Modern scholars debate whether the scrolls were part of Philodemus' personal collection dating to his time period, or whether they were mostly copies made in the first century A.D. Figuring out their exact origins will be no small feat—in addition to the volcano, mechanical or chemical techniques for opening the scrolls did their share of damage, sometimes breaking the delicate objects into fragments or destroying them outright. And once a page was unveiled, readability suffered.
"Ironically, when someone opened up a scroll, they would write on a separate sheet what they could read, like a facsimile, and the original ink, once exposed to air, would start to fade," says Brent Seales, a computer scientist at the University of Kentucky who specializes in digital imaging. What's more, the brute-force techniques usually left some pages stuck together, trapping hidden layers and their precious contents.

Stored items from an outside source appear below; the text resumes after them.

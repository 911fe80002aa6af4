//! Distributed training launches against a stand-in launcher script.

use std::fs;
use std::path::{Path, PathBuf};

use trainctl_config::DistributedConfig;
use trainctl_runner::{Invoker, distributed};
use trainctl_types::RunId;
use trainctl_utils::Echo;

use crate::common::{Sandbox, toml_array};

/// Launcher that echoes its argv and thread env, then exits with `exit`.
fn fake_launcher(exit: i32) -> Vec<String> {
    vec![
        "/bin/sh".to_string(),
        "-c".to_string(),
        format!("echo \"args:$*\"; echo \"omp:$OMP_NUM_THREADS\" >&2; exit {exit}"),
        "launcher".to_string(),
    ]
}

fn training_logs(dir: &Path) -> Vec<PathBuf> {
    let mut logs: Vec<PathBuf> = fs::read_dir(dir)
        .map(|entries| {
            entries
                .filter_map(Result::ok)
                .map(|entry| entry.path())
                .filter(|path| {
                    path.file_name()
                        .and_then(|name| name.to_str())
                        .is_some_and(|name| {
                            name.starts_with("bert_training_") && name.ends_with(".log")
                        })
                })
                .collect()
        })
        .unwrap_or_default();
    logs.sort();
    logs
}

#[tokio::test]
async fn launch_preserves_failing_exit_code_and_logs_output() {
    let sandbox = Sandbox::new();
    let config = DistributedConfig {
        launcher: fake_launcher(3),
        conf: "c.conf".to_string(),
        log_dir: sandbox.path().display().to_string(),
        ..DistributedConfig::default()
    };
    let plan = distributed::plan(&config, RunId::from_unix_seconds(1_700_000_000)).unwrap();

    let invocation = plan.launch(&Invoker::new(Echo::Silent)).await.unwrap();

    assert_eq!(invocation.code, 3);
    assert!(!invocation.success());
    assert_eq!(invocation.log_path.as_deref(), Some(plan.log_path.as_path()));
    let log = fs::read_to_string(&plan.log_path).unwrap();
    assert!(
        log.contains("args:--nproc_per_node=2 --nnodes=1 train.py --domain bert --conf c.conf\n")
    );
    assert!(log.contains("omp:18\n"));
}

#[tokio::test]
async fn repeated_launches_with_same_run_id_append() {
    let sandbox = Sandbox::new();
    let config = DistributedConfig {
        launcher: fake_launcher(0),
        log_dir: sandbox.path().display().to_string(),
        ..DistributedConfig::default()
    };
    let plan = distributed::plan(&config, RunId::from_unix_seconds(1_700_000_000)).unwrap();
    let invoker = Invoker::new(Echo::Silent);

    assert_eq!(plan.launch(&invoker).await.unwrap().code, 0);
    assert_eq!(plan.launch(&invoker).await.unwrap().code, 0);

    let log = fs::read_to_string(&plan.log_path).unwrap();
    assert_eq!(log.matches("omp:18\n").count(), 2);
}

#[test]
fn train_command_exits_with_launcher_code() {
    let sandbox = Sandbox::new();
    let logs = sandbox.path().join("logs");
    let config = sandbox.write(
        "trainctl.toml",
        &format!(
            "[distributed]\nlauncher = {}\nconf = \"c.conf\"\nlog_dir = {:?}\n",
            toml_array(&fake_launcher(9).iter().map(String::as_str).collect::<Vec<_>>()),
            logs.display().to_string(),
        ),
    );

    let output = sandbox
        .trainctl()
        .arg("--config")
        .arg(&config)
        .arg("train")
        .output()
        .unwrap();

    assert_eq!(output.status.code(), Some(9));
    // Child stdout is mirrored to trainctl's stdout, stderr to stderr.
    let stdout = String::from_utf8_lossy(&output.stdout);
    assert!(stdout.contains("args:--nproc_per_node=2 --nnodes=1 train.py"));
    let stderr = String::from_utf8_lossy(&output.stderr);
    assert!(stderr.contains("omp:18"));

    let written = training_logs(&logs);
    assert_eq!(written.len(), 1);
    let log = fs::read_to_string(&written[0]).unwrap();
    assert!(log.contains("omp:18\n"));
}

#[test]
fn train_command_overrides_domain_in_log_name() {
    let sandbox = Sandbox::new();
    let config = sandbox.write(
        "trainctl.toml",
        &format!(
            "[distributed]\nlauncher = {}\nlog_dir = {:?}\n",
            toml_array(&fake_launcher(0).iter().map(String::as_str).collect::<Vec<_>>()),
            sandbox.path().display().to_string(),
        ),
    );

    let output = sandbox
        .trainctl()
        .env("TRAINCTL_CONFIG", &config)
        .args(["train", "--quiet", "--domain", "vit"])
        .output()
        .unwrap();

    assert_eq!(output.status.code(), Some(0));
    assert!(!String::from_utf8_lossy(&output.stdout).contains("args:"));
    let vit_logs: Vec<_> = fs::read_dir(sandbox.path())
        .unwrap()
        .filter_map(Result::ok)
        .filter(|entry| entry.file_name().to_string_lossy().starts_with("vit_training_"))
        .collect();
    assert_eq!(vit_logs.len(), 1);
    assert!(training_logs(sandbox.path()).is_empty());
}

#[test]
fn missing_launcher_exits_127() {
    let sandbox = Sandbox::new();
    let config = sandbox.write(
        "trainctl.toml",
        &format!(
            "[distributed]\nlauncher = [\"/nonexistent/trainctl-launcher\"]\nlog_dir = {:?}\n",
            sandbox.path().display().to_string(),
        ),
    );

    let output = sandbox
        .trainctl()
        .arg("--config")
        .arg(&config)
        .arg("train")
        .output()
        .unwrap();

    assert_eq!(output.status.code(), Some(127));
    assert!(String::from_utf8_lossy(&output.stderr).contains("failed to start"));
}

From 2007 to 2012, Seales collaborated with Daniel Delattre at the French National Center for Scientific Research in Paris on a project to scan scrolls in the collections of the Institut de France—former treasures of Napoleon Bonaparte, who received them as a gift from the King of Naples in 1802. Micro-CT scans of two rolled scrolls revealed their interior structure—a mass of delicate whorls akin to a fingerprint. From that data the team estimated that the scrolls would be between 36 and 49 feet long if they could be fully unwound. But those scans weren't sensitive enough to detect any lettering.
The trouble is that papyri at the time were written using a carbon-based ink, making it especially hard to digitally tease out the words on the carbonized scrolls. Traditional methods like CT scans blast a target with x-rays and look for patterns created as different materials absorb the radiation—this works very well when scanning for dense bone inside soft tissue (or for peering inside a famous violin), but the method fails at discerning carbon ink on blackened scrolls.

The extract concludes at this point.